XXを殺すかもしれない

坂本 光陽

第1話 はじめに


 誰にも書けない作品を手掛けたい。作家なら誰でも、そう考えるはずだ。

 誰にも書けない作品とは、言い方をかえれば、自分にしか書けない作品である。独自の視点や切り口、斬新なアイデアやモチーフ、そういったものが必要になるだろう。


 もっとも、売れ筋からジャンルを決めて、適当なテーマ、キャラクター、ストーリーを考える方法もある。それが間違いだとは思わない。ただ、そういった作品を書き続けることは苦痛をともなう。


 だから、書きたいものを書くことにした。自分の好きなもの、興味があるものを列挙して、とりあえず、五本の長編小説を書いてみた。ジャンル的には、ホラー小説が二作、ライトノベルが二作、恋愛小説が一作だ。かなり時間がかかったが、わかったことが三つある。


 苦手なものや興味のないものは避ける。

 取材や資料探しは納得できるまで行う。

 実際に体験したものは大きな力になる。


 独自性を打ち出すことを考えると、三つ目が重要になるだろう。実体験を作品に盛り込むことは何度か経験したが、とても書き心地がいい。リアルさが伝わって読み手に共感してもらえれば、評価も得られるだろう。うまくはまってくれれば、傑作になる可能性もある。


 さらに思いついた。実体験を作品に盛り込むより、自分自身をモチーフにしてみてはどうだろう。ざっくり言えば、実体験の数珠つなぎのような構成になる。僕の人生と照らし合わせる形で、恐ろしい物語を浮かび上がらせるのだ。
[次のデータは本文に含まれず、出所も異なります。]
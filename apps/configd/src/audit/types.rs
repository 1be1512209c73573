use chrono::{DateTime, Utc};
use serde::{Deserialize, Serialize};
use serde_json::Value;
use uuid::Uuid;

#[derive(Debug, Clone, Copy, PartialEq, Eq, Serialize, Deserialize)]
#[serde(rename_all = "snake_case")]
pub enum ConfigEventKind {
    VersionPublished,
    VersionActivated,
    OverrideUpserted,
    OverridesSwept,
    FeatureToggled,
}

impl ConfigEventKind {
    pub fn as_str(self) -> &'static str {
        match self {
            Self::VersionPublished => "version_published",
            Self::VersionActivated => "version_activated",
            Self::OverrideUpserted => "override_upserted",
            Self::OverridesSwept => "overrides_swept",
            Self::FeatureToggled => "feature_toggled",
        }
    }

    pub fn from_str_code(code: &str) -> Option<Self> {
        match code {
            "version_published" => Some(Self::VersionPublished),
            "version_activated" => Some(Self::VersionActivated),
            "override_upserted" => Some(Self::OverrideUpserted),
            "overrides_swept" => Some(Self::OverridesSwept),
            "feature_toggled" => Some(Self::FeatureToggled),
            _ => None,
        }
    }
}

/// Append-only audit row for a configuration mutation (version publish or
/// activation, flag toggle, override upsert, sweep).
#[derive(Debug, Clone)]
pub struct ConfigChangeEvent {
    pub event_id: String,
    pub environment: String,
    pub kind: ConfigEventKind,
    pub subject: String,
    pub detail: Value,
    pub created_at: DateTime<Utc>,
}

impl ConfigChangeEvent {
    pub fn new(environment: &str, kind: ConfigEventKind, subject: &str, detail: Value) -> Self {
        Self {
            event_id: Uuid::now_v7().to_string(),
            environment: environment.to_string(),
            kind,
            subject: subject.to_string(),
            detail,
            created_at: Utc::now(),
        }
    }
}
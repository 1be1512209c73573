use std::collections::HashMap;
use std::sync::Arc;

use anyhow::{Context, Result, anyhow};
use chrono::{Duration, Utc};
use serde_json::json;

use crate::ab::service::{AbTestError, AbTestHelper};
use crate::ab::types::OverrideGroupRequest;
use crate::audit::store as audit_store;
use crate::config_store::resolver::ConfigResolver;
use crate::config_store::service::ConfigAdmin;
use crate::config_store::store::{self, ConfigStore};
use crate::config_store::types::UserOverrideRow;

const ENV: &str = "prod";

fn helper(store: Arc<dyn ConfigStore>) -> AbTestHelper {
    AbTestHelper::new(store, audit_store::memory(), ENV)
}

fn group_request(test_name: &str, users: &[&str], days: i64) -> OverrideGroupRequest {
    OverrideGroupRequest {
        base_config_key: "thresholds".to_string(),
        test_name: test_name.to_string(),
        user_ids: users.iter().map(|user| user.to_string()).collect(),
        overrides: json!({"semantic": 0.7}),
        duration_days: days,
    }
}

#[tokio::test]
async fn group_members_resolve_to_the_test_overrides() -> Result<()> {
    let store = store::memory();
    let admin = ConfigAdmin::new(store.clone(), audit_store::memory());
    admin
        .publish_version("thresholds", "v1", ENV, json!({"semantic": 0.5}), "ops", None)
        .await?;
    admin.activate_version("thresholds", "v1", ENV).await?;

    let helper = helper(store.clone());
    let enrolled = helper
        .create_override_group(group_request("exp_semantic_07", &["u1", "u2"], 14))
        .await?;
    assert_eq!(enrolled, 2);

    let resolver = ConfigResolver::new(store, HashMap::new(), "COMPANION_ABTEST");
    let member = resolver.resolve("thresholds", Some("u1"), ENV).await?;
    assert_eq!(member, json!({"semantic": 0.7}));
    let outsider = resolver.resolve("thresholds", Some("u3"), ENV).await?;
    assert_eq!(outsider, json!({"semantic": 0.5}));
    Ok(())
}

#[tokio::test]
async fn group_overrides_take_precedence_over_ordinary_overrides() -> Result<()> {
    let store = store::memory();
    let helper = helper(store.clone());
    helper
        .create_override_group(group_request("exp_semantic_07", &["u1"], 14))
        .await?;

    let row = store
        .best_override("u1", "thresholds", Utc::now())
        .await?
        .context("override present")?;
    assert!(
        row.priority < crate::config_store::types::DEFAULT_OVERRIDE_PRIORITY,
        "group members must outrank ordinary overrides"
    );
    assert_eq!(row.tag.as_deref(), Some("exp_semantic_07"));
    Ok(())
}

#[tokio::test]
async fn groups_aggregate_by_tag_with_expiry_state() -> Result<()> {
    let store = store::memory();
    let helper = helper(store.clone());
    helper
        .create_override_group(group_request("exp_live", &["u1", "u2", "u3"], 30))
        .await?;

    // An already-expired group, staged directly.
    store
        .upsert_override(UserOverrideRow {
            user_id: "u9".to_string(),
            config_key: "thresholds".to_string(),
            value: json!({"semantic": 0.9}),
            priority: crate::config_store::types::AB_OVERRIDE_PRIORITY,
            expires_at: Some(Utc::now() - Duration::days(1)),
            tag: Some("exp_stale".to_string()),
            updated_at: Utc::now() - Duration::days(15),
        })
        .await?;

    let groups = helper.list_groups().await?;
    assert_eq!(groups.len(), 2);
    let live = groups
        .iter()
        .find(|group| group.test_name == "exp_live")
        .context("live group")?;
    assert_eq!(live.size, 3);
    assert!(live.active);
    let stale = groups
        .iter()
        .find(|group| group.test_name == "exp_stale")
        .context("stale group")?;
    assert!(!stale.active);
    Ok(())
}

#[tokio::test]
async fn sweep_deletes_only_expired_rows_and_reports_the_count() -> Result<()> {
    let store = store::memory();
    let helper = helper(store.clone());
    helper
        .create_override_group(group_request("exp_live", &["u1"], 30))
        .await?;
    store
        .upsert_override(UserOverrideRow {
            user_id: "u9".to_string(),
            config_key: "thresholds".to_string(),
            value: json!({}),
            priority: 100,
            expires_at: Some(Utc::now() - Duration::hours(1)),
            tag: None,
            updated_at: Utc::now() - Duration::days(2),
        })
        .await?;

    assert_eq!(helper.sweep_expired().await?, 1);
    // Second sweep finds nothing; live rows survive.
    assert_eq!(helper.sweep_expired().await?, 0);
    assert!(
        store
            .best_override("u1", "thresholds", Utc::now())
            .await?
            .is_some()
    );
    Ok(())
}

#[tokio::test]
async fn invalid_group_requests_are_rejected() -> Result<()> {
    let helper = helper(store::memory());
    let cases = [
        group_request("", &["u1"], 14),
        group_request("exp", &[], 14),
        group_request("exp", &["u1"], 0),
    ];
    for request in cases {
        match helper.create_override_group(request).await {
            Err(AbTestError::InvalidRequest(_)) => {}
            other => return Err(anyhow!("expected invalid request, got {other:?}")),
        }
    }
    Ok(())
}
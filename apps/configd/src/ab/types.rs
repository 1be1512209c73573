use chrono::{DateTime, Utc};
use serde::{Deserialize, Serialize};
use serde_json::Value;

#[derive(Debug, Clone, Serialize, Deserialize)]
pub struct OverrideGroupRequest {
    pub base_config_key: String,
    pub test_name: String,
    pub user_ids: Vec<String>,
    pub overrides: Value,
    pub duration_days: i64,
}

/// Aggregated view of one tagged override group.
#[derive(Debug, Clone, Serialize, Deserialize)]
pub struct OverrideGroupSummary {
    pub test_name: String,
    pub config_key: String,
    pub size: usize,
    pub started_at: DateTime<Utc>,
    pub expires_at: Option<DateTime<Utc>>,
    pub active: bool,
}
 ジャンルはホラーになり、キーワードは「死」か「殺意」、もしくは「殺人」になる。実話怪談も盛り込む。僕自身が経験した怪談である。全体的に暗めのムードになるだろうが、ユーモアを交えることでバランスをとる。


 これまでの小説にはなかったものをするつもりだ。

 例えば、こんな書き出しはどうだろう。


                  *


 あなたが初めて「死」を自覚したのは、いつだろうか?

 僕の場合は小学二年か三年の頃だった。家族と一緒にテレビを観ながら鍋料理をつついていて、ふと思いついてしまったのだ。


 僕はいつか死ぬ、必ず死ぬんだ、と。

 飼っていたカブトムシが死んでしまい、それまではテレビアニメやマンガの中でしか知らなかった「死」を、身近なものとしてとらえたからだろう。


 死が逃れようのない現実だと知った時、僕は心の底から恐怖した。食卓には水炊きの鍋があり、ポン酢醤油につけて食べていたのだが、まったく味がしなかったことを、つい昨日のことのように覚えている。


 カブトムシの死をさして、「電池が切れた」と言った子がいたようだが、僕には石や木片のような「もの」にしか見えなかった。今ならば「魂の抜け殻」と表現するかもしれない。この時から、僕の中ではカブトムシは「死」の象徴になった。


 そういえば、カブトムシにまつわる実話怪談を書いたことがある。

 タイトルは『人喰いカブトムシ』だった。